◆ Exercise objective
Copy the lines of the entries exactly, from the opening one to the one holding "and matching restarts", and leave out everything after.

[Start of section]

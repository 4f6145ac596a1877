//! # Signature Scanner
//!
//! Streams selected regions of a process through a bounded buffer and
//! reports every address where a [`Signature`] matches.
//!
//! ## Streaming
//!
//! Regions are read in chunks of at most [`ScanOptions::chunk_size`] bytes.
//! Every chunk after the first in a region carries the last
//! `signature.len()` bytes of the previous chunk at its head, so a match
//! straddling a chunk boundary is reported exactly as it would be in one
//! contiguous buffer. New bytes are matched from just after that prefix;
//! the prefix is only revisited when the matcher backtracks.
//!
//! A chunk that cannot be read (for example `[vvar]`, which other processes
//! cannot read) is skipped and the scan continues with the next chunk. The
//! carried prefix and any partial match are dropped at such a hole.
//!
//! ## Matching
//!
//! A single counter tracks how many signature bytes have matched so far. On
//! a mismatch the scan index is rewound by that count and matching restarts
//! one byte after the attempted start. On a full match the start address is
//! recorded and the counter resets, so reported matches never overlap.
//!
//! This naive backtracking costs `O(n * m)` in the worst case (long runs of
//! a repeating prefix); signatures are capped below
//! [`MAX_SIGNATURE_LEN`](crate::signature::MAX_SIGNATURE_LEN) bytes.
//!
//! ## Ordering
//!
//! Results are ascending within a region, and regions are visited in
//! enumeration order. There is no global sort.

use std::fmt;
use std::str::FromStr;

use tracing::{debug, trace};

use crate::backend::ProcessBackend;
use crate::channel::MemoryChannel;
use crate::error::{MemError, Result};
use crate::process::ProcessContext;
use crate::signature::Signature;
use crate::types::{Address, MemoryRegion, RegionFlags};

/// Default chunk size for streaming region contents.
pub const DEFAULT_CHUNK_SIZE: usize = 8192;

/// Which regions a scan visits
#[derive(Debug, Clone, Copy, PartialEq, Eq, Hash)]
pub enum SearchMode
{
    /// Regions having at least one of the flags (an empty set accepts every region)
    AnyOf(RegionFlags),
    /// Regions having every one of the flags
    AllOf(RegionFlags),
    /// Only the process's code segment
    Code,
    /// Only the process's read-only data segment (nothing if it was not located)
    ReadOnlyData,
    /// Only the process's read-write data segment
    Data,
}

impl Default for SearchMode
{
    fn default() -> Self
    {
        SearchMode::AnyOf(RegionFlags::all())
    }
}

impl SearchMode
{
    /// Whether `region` is visited under this mode
    ///
    /// The segment modes ignore permissions and select the single region whose
    /// start equals the process's resolved segment start.
    pub fn selects<B: ProcessBackend>(&self, region: &MemoryRegion, process: &ProcessContext<B>) -> bool
    {
        match self {
            SearchMode::AnyOf(flags) => flags.is_empty() || region.flags.intersects(*flags),
            SearchMode::AllOf(flags) => region.flags.contains(*flags),
            SearchMode::Code => region.start == process.code().start,
            SearchMode::ReadOnlyData => process.rodata().is_some_and(|rodata| region.start == rodata.start),
            SearchMode::Data => region.start == process.data().start,
        }
    }
}

impl FromStr for SearchMode
{
    type Err = MemError;

    /// Parse `any`, `any:<rwx>`, `all:<rwx>`, `code`/`text`, `rodata`/`rdata`, or `data`.
    fn from_str(s: &str) -> Result<Self>
    {
        let lowered = s.trim().to_ascii_lowercase();
        match lowered.as_str() {
            "any" => return Ok(SearchMode::default()),
            "code" | "text" => return Ok(SearchMode::Code),
            "rodata" | "rdata" => return Ok(SearchMode::ReadOnlyData),
            "data" => return Ok(SearchMode::Data),
            _ => {}
        }

        let (kind, perms) = lowered
            .split_once(':')
            .ok_or_else(|| MemError::parse(s, "expected any, any:<rwx>, all:<rwx>, code, rodata or data"))?;
        let mut flags = RegionFlags::empty();
        for c in perms.chars() {
            flags |= match c {
                'r' => RegionFlags::READ,
                'w' => RegionFlags::WRITE,
                'x' => RegionFlags::EXECUTE,
                '-' => RegionFlags::empty(),
                _ => return Err(MemError::parse(s, format!("unknown permission '{c}'"))),
            };
        }
        match kind {
            "any" => Ok(SearchMode::AnyOf(flags)),
            "all" => Ok(SearchMode::AllOf(flags)),
            _ => Err(MemError::parse(s, format!("unknown region filter '{kind}'"))),
        }
    }
}

impl fmt::Display for SearchMode
{
    fn fmt(&self, f: &mut fmt::Formatter<'_>) -> fmt::Result
    {
        let letters = |flags: RegionFlags| flags.to_string().replace('-', "");
        match self {
            SearchMode::AnyOf(flags) => write!(f, "any:{}", letters(*flags)),
            SearchMode::AllOf(flags) => write!(f, "all:{}", letters(*flags)),
            SearchMode::Code => f.write_str("code"),
            SearchMode::ReadOnlyData => f.write_str("rodata"),
            SearchMode::Data => f.write_str("data"),
        }
    }
}

/// Scanner configuration
#[derive(Debug, Clone, Copy, PartialEq, Eq)]
pub struct ScanOptions
{
    /// Capacity of the streaming buffer, carried prefix included
    ///
    /// Must be larger than the signature being scanned for.
    pub chunk_size: usize,
}

impl Default for ScanOptions
{
    fn default() -> Self
    {
        Self {
            chunk_size: DEFAULT_CHUNK_SIZE,
        }
    }
}

/// Per-scan counters, reported at debug level.
#[derive(Debug, Default, Clone, Copy)]
struct ScanStats
{
    regions: usize,
    bytes: u64,
    skipped_chunks: usize,
}

/// Streaming signature scanner
///
/// ## Example
///
/// ```rust,no_run
/// use memsig_core::backend::create_backend;
/// use memsig_core::process::ProcessContext;
/// use memsig_core::scanner::{Scanner, SearchMode};
/// use memsig_core::signature::Signature;
/// use memsig_core::types::AccessMode;
///
/// let process = ProcessContext::attach(create_backend()?, "game.exe")?;
/// let mut peek = process.open_channel(AccessMode::Peek)?;
/// let signature: Signature = "F6 47 3B 02 ?? 3E 8D 83 83 C1 FF FF".parse()?;
///
/// for address in Scanner::new().scan(&process, &mut peek, &signature, SearchMode::Code)? {
///     println!("match at {address}");
/// }
/// # Ok::<(), memsig_core::error::MemError>(())
/// ```
#[derive(Debug, Default, Clone)]
pub struct Scanner
{
    options: ScanOptions,
}

impl Scanner
{
    /// Scanner with the default 8 KiB buffer
    pub fn new() -> Self
    {
        Self::default()
    }

    /// Scanner with explicit options
    pub fn with_options(options: ScanOptions) -> Self
    {
        Self { options }
    }

    /// Options this scanner runs with
    pub fn options(&self) -> ScanOptions
    {
        self.options
    }

    /// Find every match of `signature` in the regions of `process` selected by `mode`
    ///
    /// ## Errors
    ///
    /// - `Logic`: the chunk size is not larger than the signature
    /// - Region enumeration failures from the backend
    ///
    /// Unreadable chunks are not errors; they are skipped.
    pub fn scan<B, C>(
        &self,
        process: &ProcessContext<B>,
        channel: &mut C,
        signature: &Signature,
        mode: SearchMode,
    ) -> Result<Vec<Address>>
    where
        B: ProcessBackend,
        C: MemoryChannel,
    {
        let regions = process.regions()?;
        let selected = regions.iter().filter(|region| mode.selects(region, process));
        debug!(pid = %process.pid(), %mode, signature = %signature, "scanning process memory");
        self.scan_regions(channel, selected, signature)
    }

    /// Find every match of `signature` in the given regions, in order
    ///
    /// ## Errors
    ///
    /// - `Logic`: the chunk size is not larger than the signature
    pub fn scan_regions<'r, C, I>(&self, channel: &mut C, regions: I, signature: &Signature) -> Result<Vec<Address>>
    where
        C: MemoryChannel,
        I: IntoIterator<Item = &'r MemoryRegion>,
    {
        if self.options.chunk_size <= signature.len() {
            return Err(MemError::Logic(format!(
                "Scan chunk size {} must be larger than the signature ({} bytes)",
                self.options.chunk_size,
                signature.len()
            )));
        }

        let mut buf = vec![0u8; self.options.chunk_size];
        let mut matches = Vec::new();
        let mut stats = ScanStats::default();

        for region in regions {
            self.scan_region(channel, region, signature, &mut buf, &mut matches, &mut stats);
        }

        debug!(
            regions = stats.regions,
            bytes = stats.bytes,
            skipped_chunks = stats.skipped_chunks,
            matches = matches.len(),
            "scan finished"
        );
        Ok(matches)
    }

    fn scan_region<C: MemoryChannel>(
        &self,
        channel: &mut C,
        region: &MemoryRegion,
        signature: &Signature,
        buf: &mut [u8],
        matches: &mut Vec<Address>,
        stats: &mut ScanStats,
    )
    {
        trace!(start = %region.start, end = %region.end, flags = %region.flags, file = %region.filename, "scanning region");
        stats.regions += 1;

        let last = signature.len() - 1;
        let end = region.end.value();
        let mut addr = region.start.value();
        // Bytes at the head of `buf` carried over from the previous chunk.
        let mut carried = 0usize;
        let mut matched = 0usize;

        while addr < end {
            let remaining = usize::try_from(end - addr).unwrap_or(usize::MAX);
            let fresh = (buf.len() - carried).min(remaining);
            let filled = carried + fresh;

            if let Err(err) = channel.read_into(Address::new(addr), &mut buf[carried..filled]) {
                debug!(address = %Address::new(addr), len = fresh, error = %err, "skipping unreadable chunk");
                stats.skipped_chunks += 1;
                carried = 0;
                matched = 0;
                addr += fresh as u64;
                continue;
            }
            stats.bytes += fresh as u64;

            // Absolute address of buf[0].
            let base = addr - carried as u64;
            let mut i = carried;
            while i < filled {
                if signature.matches_at(matched, buf[i]) {
                    if matched == last {
                        matches.push(Address::new(base + (i - matched) as u64));
                        matched = 0;
                    } else {
                        matched += 1;
                    }
                } else {
                    i -= matched;
                    matched = 0;
                }
                i += 1;
            }

            carried = signature.len().min(filled);
            buf.copy_within(filled - carried..filled, 0);
            addr += fresh as u64;
        }
    }
}

/// Decode `pattern` and scan `process` with a default [`Scanner`]
///
/// ## Errors
///
/// - `Parse`/`Logic`: the pattern is malformed, empty, or too long
/// - Anything [`Scanner::scan`] returns
pub fn find_signature<B, C>(
    process: &ProcessContext<B>,
    channel: &mut C,
    pattern: &str,
    mode: SearchMode,
) -> Result<Vec<Address>>
where
    B: ProcessBackend,
    C: MemoryChannel,
{
    let signature = Signature::parse(pattern)?;
    Scanner::new().scan(process, channel, &signature, mode)
}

[End of section]

◆ Exercise output
repository 4f6145ac596a1877
//! # Signature Scanner
//!
//! Streams selected regions of a process through a bounded buffer and
//! reports every address where a [`Signature`] matches.
//!
//! ## Streaming
//!
//! Regions are read in chunks of at most [`ScanOptions::chunk_size`] bytes.
//! Every chunk after the first in a region carries the last
//! `signature.len()` bytes of the previous chunk at its head, so a match
//! straddling a chunk boundary is reported exactly as it would be in one
//! contiguous buffer. New bytes are matched from just after that prefix;
//! the prefix is only revisited when the matcher backtracks.
//!
//! A chunk that cannot be read (for example `[vvar]`, which other processes
//! cannot read) is skipped and the scan continues with the next chunk. The
//! carried prefix and any partial match are dropped at such a hole.
//!
//! ## Matching
//!
//! A single counter tracks how many signature bytes have matched so far. On
//! a mismatch the scan index is rewound by that count and matching restarts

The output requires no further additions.